Plus, the show doesn’t take itself and its mythology over serious.
It still has a serious charisma hole at its center in the form of Elena, and although they both look good shirtless and do good “smoldering eyes from across the room,” Elena and Stefan’s compatibility never seems more than looks based. And I still wish that a single female character ever seemed fully formed (I’m pumped about witch-girl, and Elena’s sister has potential, and ditzy blonde Caroline is actually shaping up to be my favorite, but there’s still not a relateable, root-for-able lady amongst the lads).

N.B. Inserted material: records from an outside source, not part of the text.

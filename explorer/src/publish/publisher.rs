use crate::publish::model::DashboardModel;
use anyhow::{Context, Result};
use std::fs::{self, OpenOptions};
use std::io::{self, Write};
use std::path::{Path, PathBuf};

/// Writes derived dashboard models as JSON, to a file or to stdout.
pub struct ChartPublisher {
    output: Option<PathBuf>,
}

impl ChartPublisher {
    pub fn new(output: Option<PathBuf>) -> Self {
        Self { output }
    }

    pub fn render(&self, model: &DashboardModel) -> Result<String> {
        serde_json::to_string_pretty(model).context("serializing dashboard model")
    }

    pub fn publish(&self, model: &DashboardModel) -> Result<()> {
        let rendered = self.render(model)?;
        match &self.output {
            Some(path) => {
                ensure_parent(path)?;
                fs::write(path, rendered.as_bytes())
                    .with_context(|| format!("writing chart specs to {}", path.display()))?;
                self.publish_status(&format!("chart specs written to {}", path.display()));
            }
            None => {
                let stdout = io::stdout();
                let mut handle = stdout.lock();
                writeln!(handle, "{}", rendered).context("writing chart specs to stdout")?;
            }
        }
        Ok(())
    }

    pub fn publish_status(&self, message: &str) {
        // Keep stdout clean for the JSON payload when no output file is set.
        if self.output.is_some() {
            println!("[DASH] {}", message);
        } else {
            eprintln!("[DASH] {}", message);
        }
    }

    /// Appends one summary line to `path`, creating parent directories.
    pub fn append_report(&self, path: &Path, model: &DashboardModel) -> Result<()> {
        ensure_parent(path)?;
        let mut file = OpenOptions::new()
            .create(true)
            .append(true)
            .open(path)
            .with_context(|| format!("opening report log {}", path.display()))?;
        writeln!(file, "{}", model.summary_line())
            .with_context(|| format!("appending to report log {}", path.display()))?;
        Ok(())
    }
}

fn ensure_parent(path: &Path) -> Result<()> {
    if let Some(parent) = path.parent() {
        if !parent.as_os_str().is_empty() {
            fs::create_dir_all(parent)
                .with_context(|| format!("creating directory {}", parent.display()))?;
        }
    }
    Ok(())
}

#[cfg(test)]
mod tests {
    use super::*;
    use crate::generator::profile::build_dataset;
    use crate::workflow::runner::Runner;
    use launchcore::{DashboardLayout, SelectionState};

    fn model() -> DashboardModel {
        let runner = Runner::new(build_dataset(12, 5).unwrap());
        let selection = SelectionState::default();
        let result = runner.execute(&selection);
        DashboardModel::new(selection, result.charts)
            .with_layout(DashboardLayout::for_dataset(runner.dataset()))
            .with_payload_summary(result.payload_summary)
    }

    #[test]
    fn publisher_writes_json_file() {
        let dir = tempfile::tempdir().unwrap();
        let path = dir.path().join("nested").join("charts.json");
        let publisher = ChartPublisher::new(Some(path.clone()));
        publisher.publish(&model()).unwrap();

        let contents = fs::read_to_string(&path).unwrap();
        let parsed: DashboardModel = serde_json::from_str(&contents).unwrap();
        assert_eq!(parsed.scatter.len(), 12);
        assert_eq!(
            parsed.layout.unwrap().heading,
            "SpaceX Launch Records Dashboard"
        );
    }

    #[test]
    fn report_log_appends_lines() {
        let dir = tempfile::tempdir().unwrap();
        let path = dir.path().join("logs").join("explorer.log");
        let publisher = ChartPublisher::new(None);
        let model = model();
        publisher.append_report(&path, &model).unwrap();
        publisher.append_report(&path, &model).unwrap();

        let contents = fs::read_to_string(&path).unwrap();
        assert_eq!(contents.lines().count(), 2);
        assert!(contents.starts_with("site=ALL range=[0, 10000]"));
    }
}
pub mod profile;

But the guys in the show are where the action is at, which I guess is how I can tell this is a crappy CW show and not a brilliant genre-defying masterpiece by Joss Whedon. Although Somerhalder is the stand out among the bunch, Paul Wesley as Stefan does more with his cheek-bones and ridiculous abs than Twilight ever allows Robert Pattinson to do. The episode where his female vampire best friend shows up and Stefan finally lets loose and gets goofy with his bad self, Wesley is practically aglow. And it’s this air of mischief behind the “brooding good guy” that kept Angel alight for three years on buffy and five on angel (it’s also what’s missing in Edward Cullen, although that’s a subject for a much longer and ridiculous post). Even recurring characters like Logan (newscaster-turned-vampire-slayer-turned-vampire) are so much ridiculous complicated bad guy fun that it keeps the show afloat.
On top of that, the plots are actually pretty decent. The slow roll-out of the vampire mythos, the building of the town conspiracy, even the goofy-witchcraft-ghost-epic-love story works well with the show’s semi-ironic aesthetic. Just look at the goofy trailers that the CW puts out to promote the show (randomly shirtless boys, mirror talk a la “It’s cool not growing old. I like being the eternal stud.” ~wink~, admissions that the show is basically 90% longing looks) to see a pretty honest view of how the show sees itself. It may be Dawson’s Creek and Twilight’s awkward love child but at least it’s self aware enough to know it.
All of this is basically a plug for CW’s Vampire Diaries marathon starting on December 5th, where you can catch up on all the ridiculous shirtlessness in one wonderful week.